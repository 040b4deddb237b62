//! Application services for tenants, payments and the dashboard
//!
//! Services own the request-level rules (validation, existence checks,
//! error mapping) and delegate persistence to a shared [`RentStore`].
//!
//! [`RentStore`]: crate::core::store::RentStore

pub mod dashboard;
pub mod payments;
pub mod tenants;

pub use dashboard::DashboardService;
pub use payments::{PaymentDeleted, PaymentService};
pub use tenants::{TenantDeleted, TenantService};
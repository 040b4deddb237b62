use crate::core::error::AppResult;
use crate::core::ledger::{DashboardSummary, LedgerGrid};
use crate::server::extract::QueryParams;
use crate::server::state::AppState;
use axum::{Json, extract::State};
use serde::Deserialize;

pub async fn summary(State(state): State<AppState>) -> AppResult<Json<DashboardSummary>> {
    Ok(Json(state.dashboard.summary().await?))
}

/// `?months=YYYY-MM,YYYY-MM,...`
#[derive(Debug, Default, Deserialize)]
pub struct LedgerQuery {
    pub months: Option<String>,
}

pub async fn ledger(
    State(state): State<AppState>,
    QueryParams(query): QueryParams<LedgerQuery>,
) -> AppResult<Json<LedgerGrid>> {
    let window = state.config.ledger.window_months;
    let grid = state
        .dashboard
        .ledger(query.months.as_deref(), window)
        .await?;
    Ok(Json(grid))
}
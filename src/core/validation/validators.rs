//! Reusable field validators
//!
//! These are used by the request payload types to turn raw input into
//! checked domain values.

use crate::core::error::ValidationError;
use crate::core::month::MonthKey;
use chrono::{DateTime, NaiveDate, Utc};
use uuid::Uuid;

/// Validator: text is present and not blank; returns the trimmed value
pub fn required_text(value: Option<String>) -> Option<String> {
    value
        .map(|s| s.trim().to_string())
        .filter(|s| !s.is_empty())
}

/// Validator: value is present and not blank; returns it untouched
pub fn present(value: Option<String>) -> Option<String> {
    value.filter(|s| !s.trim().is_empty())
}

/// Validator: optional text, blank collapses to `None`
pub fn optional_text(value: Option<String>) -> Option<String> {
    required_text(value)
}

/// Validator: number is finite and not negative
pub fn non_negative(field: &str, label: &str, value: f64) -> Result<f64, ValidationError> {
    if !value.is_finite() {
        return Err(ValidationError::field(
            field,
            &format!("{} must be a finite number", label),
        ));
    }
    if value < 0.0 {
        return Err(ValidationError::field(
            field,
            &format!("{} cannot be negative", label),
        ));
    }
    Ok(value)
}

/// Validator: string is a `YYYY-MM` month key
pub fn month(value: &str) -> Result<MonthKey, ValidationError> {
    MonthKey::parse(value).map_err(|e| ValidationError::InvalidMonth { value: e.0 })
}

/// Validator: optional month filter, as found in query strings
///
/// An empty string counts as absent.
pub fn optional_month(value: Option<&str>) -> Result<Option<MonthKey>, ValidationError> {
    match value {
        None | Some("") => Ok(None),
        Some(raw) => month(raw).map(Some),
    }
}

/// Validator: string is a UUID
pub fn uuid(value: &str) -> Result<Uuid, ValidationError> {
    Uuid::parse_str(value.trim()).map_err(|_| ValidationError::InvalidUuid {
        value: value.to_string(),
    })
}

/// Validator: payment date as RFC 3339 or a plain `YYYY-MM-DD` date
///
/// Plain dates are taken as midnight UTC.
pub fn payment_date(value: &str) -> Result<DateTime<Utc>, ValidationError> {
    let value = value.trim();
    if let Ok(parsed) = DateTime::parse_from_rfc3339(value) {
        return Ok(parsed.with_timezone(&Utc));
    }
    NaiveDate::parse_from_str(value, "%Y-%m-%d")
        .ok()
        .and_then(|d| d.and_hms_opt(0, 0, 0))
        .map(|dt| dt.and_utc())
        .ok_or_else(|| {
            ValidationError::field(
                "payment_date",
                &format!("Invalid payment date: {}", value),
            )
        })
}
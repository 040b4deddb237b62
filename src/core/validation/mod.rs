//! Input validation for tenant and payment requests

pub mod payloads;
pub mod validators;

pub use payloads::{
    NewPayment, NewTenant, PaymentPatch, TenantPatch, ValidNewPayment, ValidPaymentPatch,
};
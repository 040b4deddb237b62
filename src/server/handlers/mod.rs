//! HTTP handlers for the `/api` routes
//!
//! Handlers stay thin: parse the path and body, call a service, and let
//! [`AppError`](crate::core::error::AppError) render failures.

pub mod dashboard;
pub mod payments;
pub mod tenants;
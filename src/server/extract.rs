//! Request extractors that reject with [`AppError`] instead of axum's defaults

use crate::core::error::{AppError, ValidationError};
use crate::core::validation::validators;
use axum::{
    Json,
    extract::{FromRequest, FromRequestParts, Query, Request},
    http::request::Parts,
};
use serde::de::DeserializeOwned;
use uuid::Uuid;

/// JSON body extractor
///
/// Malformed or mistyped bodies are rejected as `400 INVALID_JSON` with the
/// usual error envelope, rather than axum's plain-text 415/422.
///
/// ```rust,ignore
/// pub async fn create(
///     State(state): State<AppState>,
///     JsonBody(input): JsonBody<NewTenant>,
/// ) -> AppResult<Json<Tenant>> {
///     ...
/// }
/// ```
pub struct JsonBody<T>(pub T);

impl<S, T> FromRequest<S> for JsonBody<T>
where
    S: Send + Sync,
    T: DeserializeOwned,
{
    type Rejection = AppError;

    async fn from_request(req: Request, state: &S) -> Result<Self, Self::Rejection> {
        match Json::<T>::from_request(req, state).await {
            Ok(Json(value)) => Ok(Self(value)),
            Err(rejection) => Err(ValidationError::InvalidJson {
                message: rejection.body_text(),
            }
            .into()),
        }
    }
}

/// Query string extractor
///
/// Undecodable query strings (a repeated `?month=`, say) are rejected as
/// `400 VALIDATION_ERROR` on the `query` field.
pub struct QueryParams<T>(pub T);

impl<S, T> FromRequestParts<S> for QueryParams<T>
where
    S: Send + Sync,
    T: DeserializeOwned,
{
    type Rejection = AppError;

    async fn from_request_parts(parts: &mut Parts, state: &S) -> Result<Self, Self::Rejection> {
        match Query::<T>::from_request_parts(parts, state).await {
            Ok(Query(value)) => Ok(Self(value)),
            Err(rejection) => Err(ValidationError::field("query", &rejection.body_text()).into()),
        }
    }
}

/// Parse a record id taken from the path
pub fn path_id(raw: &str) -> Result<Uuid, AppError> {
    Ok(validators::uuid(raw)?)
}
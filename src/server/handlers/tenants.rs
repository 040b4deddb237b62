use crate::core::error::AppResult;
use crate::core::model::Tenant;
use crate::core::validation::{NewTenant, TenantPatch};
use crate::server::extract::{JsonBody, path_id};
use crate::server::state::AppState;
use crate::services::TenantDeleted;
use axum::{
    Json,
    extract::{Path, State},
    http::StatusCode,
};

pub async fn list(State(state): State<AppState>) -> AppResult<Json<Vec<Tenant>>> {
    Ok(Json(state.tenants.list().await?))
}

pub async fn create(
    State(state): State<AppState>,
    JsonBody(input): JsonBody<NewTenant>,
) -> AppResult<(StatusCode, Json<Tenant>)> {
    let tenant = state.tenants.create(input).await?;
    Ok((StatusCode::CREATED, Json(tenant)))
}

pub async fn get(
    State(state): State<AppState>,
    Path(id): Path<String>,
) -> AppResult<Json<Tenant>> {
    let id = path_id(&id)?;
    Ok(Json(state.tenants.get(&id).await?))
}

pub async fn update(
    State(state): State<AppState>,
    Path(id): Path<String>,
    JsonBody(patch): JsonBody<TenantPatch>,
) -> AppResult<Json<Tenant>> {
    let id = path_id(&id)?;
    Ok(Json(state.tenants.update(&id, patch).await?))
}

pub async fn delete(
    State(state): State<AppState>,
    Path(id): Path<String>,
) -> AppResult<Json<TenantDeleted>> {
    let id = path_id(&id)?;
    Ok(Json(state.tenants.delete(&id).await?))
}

...

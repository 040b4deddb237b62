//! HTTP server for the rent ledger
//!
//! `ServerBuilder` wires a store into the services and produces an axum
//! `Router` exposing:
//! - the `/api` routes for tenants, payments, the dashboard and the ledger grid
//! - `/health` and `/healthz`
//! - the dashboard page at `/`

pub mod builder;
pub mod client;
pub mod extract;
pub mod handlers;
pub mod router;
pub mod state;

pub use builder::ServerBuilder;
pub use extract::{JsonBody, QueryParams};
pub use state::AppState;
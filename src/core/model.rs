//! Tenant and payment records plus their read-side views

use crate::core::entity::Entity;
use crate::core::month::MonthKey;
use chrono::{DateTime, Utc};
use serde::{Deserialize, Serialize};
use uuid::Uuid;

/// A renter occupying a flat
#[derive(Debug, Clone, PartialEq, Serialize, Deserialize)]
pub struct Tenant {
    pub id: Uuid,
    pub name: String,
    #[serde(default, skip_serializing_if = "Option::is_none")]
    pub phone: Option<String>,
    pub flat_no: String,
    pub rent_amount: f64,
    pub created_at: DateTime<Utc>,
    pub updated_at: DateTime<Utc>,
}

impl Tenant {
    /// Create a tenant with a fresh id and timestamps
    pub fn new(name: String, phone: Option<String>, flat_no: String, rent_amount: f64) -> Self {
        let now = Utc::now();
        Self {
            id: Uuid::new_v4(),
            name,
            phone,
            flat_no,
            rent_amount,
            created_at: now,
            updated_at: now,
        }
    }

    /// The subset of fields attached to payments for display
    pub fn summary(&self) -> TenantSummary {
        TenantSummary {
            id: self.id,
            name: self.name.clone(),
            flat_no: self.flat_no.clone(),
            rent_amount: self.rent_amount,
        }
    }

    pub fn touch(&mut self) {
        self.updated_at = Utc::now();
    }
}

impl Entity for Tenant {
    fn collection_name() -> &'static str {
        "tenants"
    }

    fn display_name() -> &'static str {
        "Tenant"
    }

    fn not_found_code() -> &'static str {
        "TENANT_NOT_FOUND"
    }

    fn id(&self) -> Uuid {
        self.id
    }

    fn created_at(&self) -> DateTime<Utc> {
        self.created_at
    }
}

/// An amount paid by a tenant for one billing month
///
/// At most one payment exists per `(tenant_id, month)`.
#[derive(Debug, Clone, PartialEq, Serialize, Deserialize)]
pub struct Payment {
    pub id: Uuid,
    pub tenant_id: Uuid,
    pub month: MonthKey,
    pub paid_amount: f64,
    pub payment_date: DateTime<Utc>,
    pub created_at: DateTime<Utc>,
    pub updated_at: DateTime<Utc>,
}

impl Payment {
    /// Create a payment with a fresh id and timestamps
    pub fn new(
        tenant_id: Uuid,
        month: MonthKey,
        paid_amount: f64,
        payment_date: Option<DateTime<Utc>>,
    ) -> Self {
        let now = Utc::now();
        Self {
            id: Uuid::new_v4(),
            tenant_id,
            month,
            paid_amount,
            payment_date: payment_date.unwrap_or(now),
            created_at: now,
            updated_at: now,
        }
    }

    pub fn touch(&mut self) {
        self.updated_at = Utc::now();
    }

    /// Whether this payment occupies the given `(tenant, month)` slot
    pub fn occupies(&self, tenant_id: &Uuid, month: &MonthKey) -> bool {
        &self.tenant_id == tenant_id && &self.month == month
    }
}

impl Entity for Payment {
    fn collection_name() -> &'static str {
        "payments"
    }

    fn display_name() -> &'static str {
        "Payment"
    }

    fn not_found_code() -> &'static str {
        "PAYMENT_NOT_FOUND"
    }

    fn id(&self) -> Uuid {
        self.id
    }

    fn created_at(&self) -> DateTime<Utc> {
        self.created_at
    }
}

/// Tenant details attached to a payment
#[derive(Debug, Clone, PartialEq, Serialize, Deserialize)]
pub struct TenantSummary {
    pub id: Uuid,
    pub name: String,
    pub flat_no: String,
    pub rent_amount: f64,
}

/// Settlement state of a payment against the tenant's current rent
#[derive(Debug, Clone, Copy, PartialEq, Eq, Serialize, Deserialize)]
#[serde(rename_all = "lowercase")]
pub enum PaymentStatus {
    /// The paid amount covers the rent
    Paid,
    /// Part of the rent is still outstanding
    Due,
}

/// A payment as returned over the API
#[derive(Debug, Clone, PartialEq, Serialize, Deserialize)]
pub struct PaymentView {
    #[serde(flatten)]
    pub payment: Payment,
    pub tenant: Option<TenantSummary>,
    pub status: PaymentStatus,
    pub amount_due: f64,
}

**Task instructions**
Check each line of the material for the string "RentStore" and say how many lines have it. Give the number only.

**Result**
2